Conclusion: The use of zanamavir or oseltamivir is cost-effective in high-risk populations, but only cost-effective for the general population if influenza prevalence (among ILI patients) exceeds 20% (treatment) or if cross-contamination rates exceed 8% (prophylaxis).
Myth #3 . No other effective PEP therapies exist for influenza-like illness.
As reported in Emergency Physicians Monthly, facemasks and prescribed hand-hygiene can reduce (18% to 4%, Odds Ratio 0.33) the incidence of influenza spread in household contacts if initiated within 36-hours of symptom onset.
Conclusion: Physicians can reduce the spread of influenza by prescribing facemasks and hand-washing to patients and household contacts.
Myth #4 . Health care providers do not require flu vaccinations.
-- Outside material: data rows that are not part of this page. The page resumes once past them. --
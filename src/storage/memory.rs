//! 内存键值存储
//!
//! 进程内的 `KeyValueStore` 实现，用于测试和无需落盘的场景。

use std::collections::HashMap;
use std::sync::{Mutex, MutexGuard};

use crate::storage::{KeyValueStore, StorageError, StorageResult};

/// 内存键值存储
#[derive(Debug, Default)]
pub struct MemoryStore {
    entries: Mutex<HashMap<String, String>>,
}

impl MemoryStore {
    pub fn new() -> Self {
        Self::default()
    }

    /// 获取锁
    fn lock(&self) -> StorageResult<MutexGuard<'_, HashMap<String, String>>> {
        self.entries
            .lock()
            .map_err(|e| StorageError::LockError(e.to_string()))
    }

    /// 当前键数量
    pub fn len(&self) -> usize {
        self.lock().map(|entries| entries.len()).unwrap_or(0)
    }

    pub fn is_empty(&self) -> bool {
        self.len() == 0
    }
}

impl KeyValueStore for MemoryStore {
    fn get(&self, key: &str) -> StorageResult<Option<String>> {
        Ok(self.lock()?.get(key).cloned())
    }

    fn put(&self, key: &str, value: &str) -> StorageResult<()> {
        self.lock()?.insert(key.to_string(), value.to_string());
        Ok(())
    }

    fn remove(&self, key: &str) -> StorageResult<bool> {
        Ok(self.lock()?.remove(key).is_some())
    }
}
//! 数据库迁移
//!
//! 迁移按版本号顺序执行，已应用的版本记录在 `schema_migrations` 表中。
//! 每个迁移与其版本记录在同一事务内提交。

use rusqlite::{params, Connection};

use crate::storage::{StorageError, StorageResult};

/// 单个迁移
#[derive(Debug, Clone, Copy)]
pub struct Migration {
    pub version: i32,
    pub name: &'static str,
    pub sql: &'static str,
}

/// 全部迁移，按版本号升序
pub const MIGRATIONS: &[Migration] = &[Migration {
    version: 1,
    name: "键值表",
    sql: "CREATE TABLE IF NOT EXISTS key_value (
              key TEXT PRIMARY KEY NOT NULL,
              value TEXT NOT NULL,
              updated_at TEXT NOT NULL DEFAULT (datetime('now'))
          );",
}];

/// 当前代码期望的 schema 版本
pub fn latest_version() -> i32 {
    MIGRATIONS.last().map_or(0, |m| m.version)
}

/// 已应用的迁移
#[derive(Debug, Clone)]
pub struct MigrationRecord {
    pub version: i32,
    pub name: String,
    pub applied_at: i64,
}

fn ensure_migrations_table(conn: &Connection) -> StorageResult<()> {
    conn.execute_batch(
        "CREATE TABLE IF NOT EXISTS schema_migrations (
             version INTEGER PRIMARY KEY,
             name TEXT NOT NULL,
             applied_at INTEGER NOT NULL
         );",
    )
    .map_err(|e| StorageError::Migration(format!("创建迁移表失败: {e}")))
}

/// 运行尚未应用的迁移，返回迁移后的版本号
pub fn run_migrations(conn: &Connection) -> StorageResult<i32> {
    let applied = get_migration_history(conn)?;
    let mut version = applied.iter().map(|r| r.version).max().unwrap_or(0);

    tracing::debug!(current = version, target = latest_version(), "checking schema version");

    for migration in MIGRATIONS {
        if applied.iter().any(|r| r.version == migration.version) {
            continue;
        }

        tracing::info!(version = migration.version, name = migration.name, "running migration");
        apply(conn, migration).map_err(|e| {
            tracing::error!(version = migration.version, error = %e, "migration failed");
            StorageError::Migration(format!("迁移 v{} 执行失败: {e}", migration.version))
        })?;
        version = version.max(migration.version);
    }

    Ok(version)
}

/// 事务在 drop 时自动回滚，只有 commit 成功才算应用
fn apply(conn: &Connection, migration: &Migration) -> rusqlite::Result<()> {
    let tx = conn.unchecked_transaction()?;
    tx.execute_batch(migration.sql)?;
    tx.execute(
        "INSERT INTO schema_migrations (version, name, applied_at) VALUES (?1, ?2, ?3)",
        params![migration.version, migration.name, chrono::Utc::now().timestamp()],
    )?;
    tx.commit()
}

/// 获取迁移历史
pub fn get_migration_history(conn: &Connection) -> StorageResult<Vec<MigrationRecord>> {
    ensure_migrations_table(conn)?;

    let mut stmt = conn.prepare("SELECT version, name, applied_at FROM schema_migrations ORDER BY version")?;
    let records = stmt
        .query_map([], |row| {
            Ok(MigrationRecord {
                version: row.get(0)?,
                name: row.get(1)?,
                applied_at: row.get(2)?,
            })
        })?
        .collect::<Result<Vec<_>, _>>()?;

    Ok(records)
}

#[cfg(test)]
mod tests {
    use super::*;

    #[test]
    fn test_migrations_ascending() {
        assert!(MIGRATIONS.windows(2).all(|w| w[0].version < w[1].version));
        assert_eq!(latest_version(), 1);
    }

    #[test]
    fn test_fresh_database_migrates() {
        let conn = Connection::open_in_memory().unwrap();
        assert!(get_migration_history(&conn).unwrap().is_empty());

        assert_eq!(run_migrations(&conn).unwrap(), latest_version());

        let count: i64 = conn
            .query_row(
                "SELECT COUNT(*) FROM sqlite_master WHERE type = 'table' AND name = 'key_value'",
                [],
                |row| row.get(0),
            )
            .unwrap();
        assert_eq!(count, 1);
    }

    #[test]
    fn test_rerun_is_noop() {
        let conn = Connection::open_in_memory().unwrap();
        run_migrations(&conn).unwrap();
        assert_eq!(run_migrations(&conn).unwrap(), latest_version());

        let history = get_migration_history(&conn).unwrap();
        assert_eq!(history.len(), MIGRATIONS.len());
        assert_eq!(history[0].name, "键值表");
        assert!(history[0].applied_at > 0);
    }

    #[test]
    fn test_failed_migration_rolls_back() {
        let conn = Connection::open_in_memory().unwrap();
        ensure_migrations_table(&conn).unwrap();

        let broken = Migration {
            version: 99,
            name: "broken",
            sql: "CREATE TABLE t (a INTEGER); NOT VALID SQL;",
        };
        assert!(apply(&conn, &broken).is_err());

        assert!(get_migration_history(&conn).unwrap().is_empty());
        let count: i64 = conn
            .query_row("SELECT COUNT(*) FROM sqlite_master WHERE name = 't'", [], |row| row.get(0))
            .unwrap();
        assert_eq!(count, 0);
    }
}
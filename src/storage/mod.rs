//! 本地存储模块
//!
//! 提供词汇记录的本地持久化，支持：
//! - 键值存储抽象（内存 / SQLite 两种后端）
//! - 词汇记录的 CRUD 操作
//! - 阅读 / 写作练习的段落历史

// ============================================================
// 子模块声明
// ============================================================

pub mod history;
pub mod memory;
pub mod migrations;
pub mod sqlite;
pub mod vocabulary;

// ============================================================
// 重新导出主要类型
// ============================================================

pub use history::{HistoryKind, HistoryStore};
pub use memory::MemoryStore;
pub use migrations::run_migrations;
pub use sqlite::SqliteStore;
pub use vocabulary::{VocabularyStore, VOCABULARY_KEY};

use thiserror::Error;

// ============================================================
// 错误类型定义
// ============================================================

/// 存储模块错误类型
#[derive(Error, Debug)]
pub enum StorageError {
    #[error("数据库错误: {0}")]
    Database(#[from] rusqlite::Error),

    #[error("迁移错误: {0}")]
    Migration(String),

    #[error("序列化错误: {0}")]
    Serialization(#[from] serde_json::Error),

    #[error("数据校验失败: {0}")]
    Validation(String),

    #[error("数据未找到: {0}")]
    NotFound(String),

    #[error("锁获取失败: {0}")]
    LockError(String),

    #[error("存储不可用: {0}")]
    Unavailable(String),
}

pub type StorageResult<T> = Result<T, StorageError>;

// ============================================================
// KeyValueStore - 键值存储抽象
// ============================================================

/// 键值存储
///
/// 值为 JSON 文本，整体覆盖写入，不提供事务保证（最后写入者胜出）。
pub trait KeyValueStore: Send + Sync {
    /// 读取键对应的值，不存在时返回 `None`
    fn get(&self, key: &str) -> StorageResult<Option<String>>;

    /// 写入（覆盖）键对应的值
    fn put(&self, key: &str, value: &str) -> StorageResult<()>;

    /// 删除键，返回是否删除了记录
    fn remove(&self, key: &str) -> StorageResult<bool>;
}

impl<T: KeyValueStore + ?Sized> KeyValueStore for std::sync::Arc<T> {
    fn get(&self, key: &str) -> StorageResult<Option<String>> {
        (**self).get(key)
    }

    fn put(&self, key: &str, value: &str) -> StorageResult<()> {
        (**self).put(key, value)
    }

    fn remove(&self, key: &str) -> StorageResult<bool> {
        (**self).remove(key)
    }
}

/// 读取 JSON 列表，不存在时返回空列表
pub(crate) fn read_json_list<T, S>(store: &S, key: &str) -> StorageResult<Vec<T>>
where
    T: serde::de::DeserializeOwned,
    S: KeyValueStore + ?Sized,
{
    match store.get(key)? {
        Some(raw) if !raw.trim().is_empty() => Ok(serde_json::from_str(&raw)?),
        _ => Ok(Vec::new()),
    }
}

/// 整体覆盖写入 JSON 列表
pub(crate) fn write_json_list<T, S>(store: &S, key: &str, items: &[T]) -> StorageResult<()>
where
    T: serde::Serialize,
    S: KeyValueStore + ?Sized,
{
    let raw = serde_json::to_string(items)?;
    store.put(key, &raw)
}

// ============================================================
// 测试
// ============================================================
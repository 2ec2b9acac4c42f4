//! Status Board
//!
//! Three-column view of the vocabulary, one column per ladder rung, plus the
//! manual move that lets a user override a record's status.

use serde::Serialize;

use crate::storage::{KeyValueStore, StorageResult, VocabularyStore};
use crate::types::{Status, VocabularyRecord};

/// Result of a manual move
#[derive(Debug, Clone, PartialEq, Eq)]
pub enum MoveOutcome {
    /// Status changed and was written
    Moved { from: Status, to: Status },
    /// Record already had the target status; nothing written
    Unchanged,
    NotFound,
}

#[derive(Debug, Clone, Serialize)]
pub struct Column {
    pub status: Status,
    pub records: Vec<VocabularyRecord>,
}

impl Column {
    pub fn title(&self) -> &'static str {
        self.status.label()
    }

    pub fn len(&self) -> usize {
        self.records.len()
    }

    pub fn is_empty(&self) -> bool {
        self.records.is_empty()
    }
}

#[derive(Debug, Clone, Serialize)]
pub struct StatusBoard {
    columns: Vec<Column>,
}

impl StatusBoard {
    /// Group records by status in ladder order, keeping store order in each column
    pub fn from_records(records: &[VocabularyRecord]) -> Self {
        let columns = Status::ALL
            .iter()
            .map(|&status| Column {
                status,
                records: records
                    .iter()
                    .filter(|r| r.status == status)
                    .cloned()
                    .collect(),
            })
            .collect();
        Self { columns }
    }

    pub fn load<S: KeyValueStore>(store: &VocabularyStore<S>) -> StorageResult<Self> {
        Ok(Self::from_records(&store.list()?))
    }

    pub fn columns(&self) -> &[Column] {
        &self.columns
    }

    pub fn column(&self, status: Status) -> Option<&Column> {
        self.columns.iter().find(|c| c.status == status)
    }

    /// `(status, count)` per column
    pub fn counts(&self) -> Vec<(Status, usize)> {
        self.columns.iter().map(|c| (c.status, c.len())).collect()
    }

    pub fn total(&self) -> usize {
        self.columns.iter().map(Column::len).sum()
    }
}

/// Move a record to `target`, writing only when the status differs
pub fn move_record<S: KeyValueStore>(
    store: &VocabularyStore<S>,
    id: &str,
    target: Status,
) -> StorageResult<MoveOutcome> {
    let Some(record) = store.get(id)? else {
        return Ok(MoveOutcome::NotFound);
    };
    if record.status == target {
        return Ok(MoveOutcome::Unchanged);
    }

    let from = record.status;
    if !store.update(&record.with_status(target))? {
        return Ok(MoveOutcome::NotFound);
    }
    tracing::info!(id, %from, to = %target, "record moved");
    Ok(MoveOutcome::Moved { from, to: target })
}
use tracing_appender::non_blocking::WorkerGuard;
use tracing_appender::rolling::{RollingFileAppender, Rotation};
use tracing_subscriber::{fmt, layer::SubscriberExt, util::SubscriberInitExt, EnvFilter};

/// Owns the worker thread behind the non-blocking file writer.
///
/// Lines are buffered and written by that thread, so the guard has to live
/// until the program is done logging: `main` binds it for its whole body.
/// Dropping it flushes what is buffered. Dropping it early (e.g. `let _ =`)
/// silently stops file output.
pub struct FileLogGuard {
    _guard: WorkerGuard,
}

/// `ENABLE_FILE_LOGS=true` or `1` turns on the daily rolling file in `LOG_DIR`
pub fn file_logging_enabled() -> bool {
    std::env::var("ENABLE_FILE_LOGS")
        .map(|v| v == "true" || v == "1")
        .unwrap_or(false)
}

/// Install the global subscriber. Logs go to stderr so they never mix with
/// quiz prompts on stdout.
pub fn init_tracing(log_level: &str) -> Option<FileLogGuard> {
    let env_filter = EnvFilter::try_new(log_level).unwrap_or_else(|_| EnvFilter::new("info"));
    let stderr_layer = fmt::layer().with_writer(std::io::stderr).with_target(true);

    if file_logging_enabled() {
        let log_dir = std::env::var("LOG_DIR").unwrap_or_else(|_| "./logs".to_string());
        if let Err(err) = std::fs::create_dir_all(&log_dir) {
            eprintln!("failed to create log directory {log_dir}: {err}");
        } else {
            let file_appender = RollingFileAppender::new(Rotation::DAILY, &log_dir, "tuvung.log");
            let (file_writer, guard) = tracing_appender::non_blocking(file_appender);
            let file_layer = fmt::layer()
                .with_writer(file_writer)
                .with_ansi(false)
                .with_target(true);

            let _ = tracing_subscriber::registry()
                .with(env_filter)
                .with(stderr_layer)
                .with(file_layer)
                .try_init();

            return Some(FileLogGuard { _guard: guard });
        }
    }

    let _ = tracing_subscriber::registry()
        .with(env_filter)
        .with(stderr_layer)
        .try_init();

    None
}
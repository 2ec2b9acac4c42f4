//! Mastery ladder
//!
//! Decides the next status of a record after a single quiz answer:
//! - correct answers climb one rung: `to_learn -> learning -> mastered`
//! - incorrect answers drop one rung: `mastered -> learning -> to_learn`
//! - calls at the top (correct) or bottom (incorrect) rung are no-ops

use crate::types::{QuizMode, Status};

/// Next status after one answer.
///
/// Both quiz modes currently share the same ladder.
pub fn next_status(current: Status, was_correct: bool, _mode: QuizMode) -> Status {
    match (current, was_correct) {
        (Status::ToLearn, true) => Status::Learning,
        (Status::Learning, true) => Status::Mastered,
        (Status::Mastered, true) => Status::Mastered,
        (Status::Mastered, false) => Status::Learning,
        (Status::Learning, false) => Status::ToLearn,
        (Status::ToLearn, false) => Status::ToLearn,
    }
}

/// Whether an answer would move the record at all
pub fn changes_status(current: Status, was_correct: bool, mode: QuizMode) -> bool {
    next_status(current, was_correct, mode) != current
}
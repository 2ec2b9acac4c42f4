use thiserror::Error;

use crate::session::SessionState;
use crate::storage::StorageError;

/// Which precondition a session start failed on
#[derive(Debug, Clone, Copy, PartialEq, Eq)]
pub enum Requirement {
    /// Words in the selected status pool
    PoolWords,
    /// Distinct rendered meanings across the whole corpus (distractor source)
    DistinctMeanings,
}

#[derive(Debug, Error)]
pub enum QuizError {
    #[error("need at least {required} words, found {available} ({requirement:?})")]
    InsufficientData {
        required: usize,
        available: usize,
        requirement: Requirement,
    },

    #[error("{operation} is not valid in state {state:?}: {reason}")]
    InvalidStateTransition {
        operation: &'static str,
        state: SessionState,
        reason: &'static str,
    },

    #[error("storage error: {0}")]
    Storage(#[from] StorageError),
}

impl QuizError {
    pub fn is_insufficient_data(&self) -> bool {
        matches!(self, QuizError::InsufficientData { .. })
    }

    pub fn is_invalid_state(&self) -> bool {
        matches!(self, QuizError::InvalidStateTransition { .. })
    }
}
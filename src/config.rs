use crate::generator::QuizOptions;
use crate::types::MAX_SESSION_QUESTIONS;

#[derive(Debug, Clone)]
pub struct Config {
    pub db_path: String,
    pub log_level: String,
    pub max_questions: usize,
    pub quiz_seed: Option<u64>,
}

impl Default for Config {
    fn default() -> Self {
        Self {
            db_path: "tuvung.db".to_string(),
            log_level: "info".to_string(),
            max_questions: MAX_SESSION_QUESTIONS,
            quiz_seed: None,
        }
    }
}

impl Config {
    /// Read settings from the environment; call `dotenvy::dotenv()` first to pick up `.env`
    pub fn from_env() -> Self {
        Self::from_lookup(|key| std::env::var(key).ok())
    }

    fn from_lookup(lookup: impl Fn(&str) -> Option<String>) -> Self {
        let defaults = Self::default();

        let db_path = lookup("TUVUNG_DB_PATH")
            .filter(|value| !value.trim().is_empty())
            .unwrap_or(defaults.db_path);

        let log_level = lookup("RUST_LOG").unwrap_or(defaults.log_level);

        let max_questions = lookup("TUVUNG_MAX_QUESTIONS")
            .and_then(|value| value.trim().parse::<usize>().ok())
            .filter(|&n| n >= 1)
            .map(|n| n.min(MAX_SESSION_QUESTIONS))
            .unwrap_or(defaults.max_questions);

        let quiz_seed = lookup("TUVUNG_QUIZ_SEED").and_then(|value| value.trim().parse::<u64>().ok());

        Self {
            db_path,
            log_level,
            max_questions,
            quiz_seed,
        }
    }

    pub fn quiz_options(&self) -> QuizOptions {
        QuizOptions {
            max_questions: self.max_questions,
            seed: self.quiz_seed,
        }
    }
}
impl<S: KeyValueStore> QuizSessionController<S> {
    pub fn new(store: VocabularyStore<S>, options: QuizOptions) -> Self {
        Self::with_generator(store, QuestionGenerator::with_options(options))
    }

    pub fn with_generator(store: VocabularyStore<S>, generator: QuestionGenerator) -> Self {
        Self {
            store,
            generator,
            state: SessionState::NotStarted,
            session: None,
            observers: Vec::new(),
        }
    }

    pub fn subscribe(&mut self, observer: impl QuizObserver + 'static) {
        self.observers.push(Box::new(observer));
    }

    pub fn state(&self) -> SessionState {
        self.state
    }

    pub fn session(&self) -> Option<&QuizSession> {
        self.session.as_ref()
    }

    pub fn store(&self) -> &VocabularyStore<S> {
        &self.store
    }

    fn notify(&mut self, event: QuizEvent) {
        for observer in self.observers.iter_mut() {
            observer.notify(&event);
        }
    }

    fn require(
        &self,
        expected: SessionState,
        operation: &'static str,
        reason: &'static str,
    ) -> Result<(), QuizError> {
        if self.state == expected {
            Ok(())
        } else {
            Err(QuizError::InvalidStateTransition {
                operation,
                state: self.state,
                reason,
            })
        }
    }

    /// Start a session over every record currently in `source_status`.
    ///
    /// Allowed from any state except `InProgress`, so a finished or
    /// cancelled quiz can be restarted. Fails with `InsufficientData`
    /// without touching the store when the pool is too small.
    pub fn start(&mut self, source_status: Status, mode: QuizMode) -> Result<&QuizSession, QuizError> {
        if self.state == SessionState::InProgress {
            return Err(QuizError::InvalidStateTransition {
                operation: "start",
                state: self.state,
                reason: "a session is already in progress",
            });
        }

        let corpus = self.store.list()?;
        let pool: Vec<VocabularyRecord> = corpus
            .iter()
            .filter(|r| r.status == source_status)
            .cloned()
            .collect();

        let items = match self.generator.generate(&pool, &corpus, mode) {
            Ok(items) => items,
            Err(e) => {
                tracing::info!(status = %source_status, %mode, pool = pool.len(), error = %e, "quiz not started");
                return Err(e);
            }
        };

        let total = items.len();
        tracing::info!(status = %source_status, %mode, total, "quiz session started");

        self.session = Some(QuizSession::new(mode, source_status, items));
        self.state = SessionState::InProgress;
        self.notify(QuizEvent::SessionStarted {
            mode,
            source_status,
            total,
        });

        self.session
            .as_ref()
            .ok_or(QuizError::InvalidStateTransition {
                operation: "start",
                state: SessionState::NotStarted,
                reason: "session was not created",
            })
    }

    /// Grade `answer` against the current question.
    ///
    /// Only one answer per question is accepted; a second call before
    /// [`advance`](Self::advance) is rejected and leaves the tally untouched.
    pub fn submit_answer(&mut self, answer: &str) -> Result<AnsweredQuestionResult, QuizError> {
        self.require(SessionState::InProgress, "submit_answer", "no session in progress")?;

        let (question, index, mode) = {
            let session = self.session.as_ref().ok_or(QuizError::InvalidStateTransition {
                operation: "submit_answer",
                state: self.state,
                reason: "no session in progress",
            })?;
            if session.current_answer.is_some() {
                return Err(QuizError::InvalidStateTransition {
                    operation: "submit_answer",
                    state: self.state,
                    reason: "current question already answered",
                });
            }
            let question = session
                .current_question()
                .cloned()
                .ok_or(QuizError::InvalidStateTransition {
                    operation: "submit_answer",
                    state: self.state,
                    reason: "no current question",
                })?;
            (question, session.current_index, session.mode)
        };

        // Grade and count before touching the store
        let grade = question.grade(answer);
        if let Some(session) = self.session.as_mut() {
            session.tally.record(grade.correct);
        }
        tracing::debug!(index, record_id = %question.source_record_id, correct = grade.correct, "answer graded");

        let transition = self.apply_transition(&question.source_record_id, grade.correct, mode);

        let result = AnsweredQuestionResult {
            question_index: index,
            source_record_id: question.source_record_id.clone(),
            submitted: answer.to_string(),
            correct_answer: question.correct_answer.clone(),
            correct: grade.correct,
            letter_matches: grade.letter_matches,
            previous_status: transition.previous,
            new_status: transition.written,
            persistence_error: transition.error,
        };

        if let Some(session) = self.session.as_mut() {
            session.current_answer = Some(result.clone());
            session.check_invariants();
        }
        self.notify(QuizEvent::AnswerGraded {
            question_index: index,
            record_id: question.source_record_id,
            correct: grade.correct,
        });

        Ok(result)
    }

    /// Look up the record's current status, run the ladder, and write the
    /// new status when it changed. Store failures are reported, not raised.
    fn apply_transition(&mut self, record_id: &str, correct: bool, mode: QuizMode) -> Transition {
        let record = match self.store.get(record_id) {
            Ok(Some(record)) => record,
            Ok(None) => {
                tracing::debug!(record_id, "record no longer exists, skipping status update");
                return Transition {
                    previous: None,
                    written: None,
                    error: None,
                };
            }
            Err(e) => return self.persistence_failed(record_id, None, e),
        };

        let previous = record.status;
        let next = next_status(previous, correct, mode);
        if next == previous {
            return Transition {
                previous: Some(previous),
                written: None,
                error: None,
            };
        }

        let updated = record.with_status(next);
        match self.store.update(&updated) {
            Ok(true) => {
                tracing::debug!(record_id, from = %previous, to = %next, "status updated");
                self.notify(QuizEvent::RecordUpdated {
                    record: updated,
                    previous,
                });
                Transition {
                    previous: Some(previous),
                    written: Some(next),
                    error: None,
                }
            }
            Ok(false) => Transition {
                previous: Some(previous),
                written: None,
                error: None,
            },
            Err(e) => self.persistence_failed(record_id, Some(previous), e),
        }
    }

    fn persistence_failed(
        &mut self,
        record_id: &str,
        previous: Option<Status>,
        error: StorageError,
    ) -> Transition {
        let message = error.to_string();
        tracing::warn!(record_id, error = %message, "failed to persist status change");
        self.notify(QuizEvent::PersistenceFailed {
            record_id: record_id.to_string(),
            message: message.clone(),
        });
        Transition {
            previous,
            written: None,
            error: Some(message),
        }
    }

    /// Move to the next question; completes the session after the last one
    pub fn advance(&mut self) -> Result<(), QuizError> {
        self.require(SessionState::InProgress, "advance", "no session in progress")?;

        let session = self.session.as_mut().ok_or(QuizError::InvalidStateTransition {
            operation: "advance",
            state: SessionState::InProgress,
            reason: "no session in progress",
        })?;
        if session.current_answer.is_none() {
            return Err(QuizError::InvalidStateTransition {
                operation: "advance",
                state: SessionState::InProgress,
                reason: "current question has not been answered",
            });
        }

        session.current_index += 1;
        session.current_answer = None;
        session.check_invariants();

        if session.current_index == session.items.len() {
            let result = session.result();
            self.state = SessionState::Completed;
            tracing::info!(
                total = result.total,
                correct = result.correct,
                incorrect = result.incorrect,
                "quiz session completed"
            );
            self.notify(QuizEvent::SessionCompleted(result));
        }

        Ok(())
    }

    /// Abandon the session; its tally is discarded
    pub fn cancel(&mut self) -> Result<(), QuizError> {
        self.require(SessionState::InProgress, "cancel", "no session in progress")?;

        let (answered, total) = self
            .session
            .take()
            .map(|s| (s.tally.answered(), s.items.len()))
            .unwrap_or_default();
        self.state = SessionState::Aborted;

        tracing::info!(answered, total, "quiz session cancelled");
        self.notify(QuizEvent::SessionAborted { answered, total });
        Ok(())
    }

    pub fn result(&self) -> Result<QuizResult, QuizError> {
        self.require(SessionState::Completed, "result", "session has not completed")?;
        self.session
            .as_ref()
            .map(QuizSession::result)
            .ok_or(QuizError::InvalidStateTransition {
                operation: "result",
                state: self.state,
                reason: "session has not completed",
            })
    }
}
Healthcare worker associated influenza outbreaks can be costly for hospital systems. One systematic review of 18 studies analyzing influenza immunization for healthcare providers demonstrated a reduction in patient mortality at a savings of $20 per vaccine. Yes, immunizing providers reduced patient mortality. Unfortunately, less than 25% of European providers were immunized. In the U.S., only two-thirds of ED staff report high likelihood to receive influenza vaccine each year with physicians (>82%) more likely than nurses (42%) to obtain the vaccination. In Canada only 35% of physicians report compliance with annual influenza vaccinations with 28% believing that adverse affects are common and only 52% believing in the vaccine effectiveness. Additionally, only 27% believed that patients could contract influenza from a healthcare provider, but 58% believed that providers could be infected by patients. Among Pediatric EM specialists, 40% fail to receive annual influenza vaccinations. Similarly, 35% of pre-hospital providers do not receive annual influenza vaccinations with waiting time and costs identified as barriers to compliance. Not surprisingly, vaccinating ED healthcare workers reduces sick-related absenteeism (55% vs. 30%). Multiple pandemic models suggest that vaccination and prompt symptom-based hygiene education is an efficacious and cost-effective strategy to reduce influenza-related mortality.
Conclusion: By vaccinating themselves, healthcare providers can reduce their own morbidity while simultaneously reducing healthcare costs and patient mortality.
Myth #5 . Patients can not be vaccinated in the emergency department
Ever heard of tetanus? Multiple studies over the last 20 years have demonstrated that EDs evaluate multiple high-risk, unvaccinated patients every year. Many lack primary care access. The majority of these patients are willing to be vaccinated. Influenza vaccination in busy EDs is feasible. Of course, there is concern about repeat vaccinations for patients who are uncertain about their status. However, the risk of adverse events are minimal and local information systems can be developed to prevent this unnecessary risk and resource utilization.
Conclusion: Vaccinating high-risk influenza patients (see Table) in the ED is acceptable to patients and imminently feasible.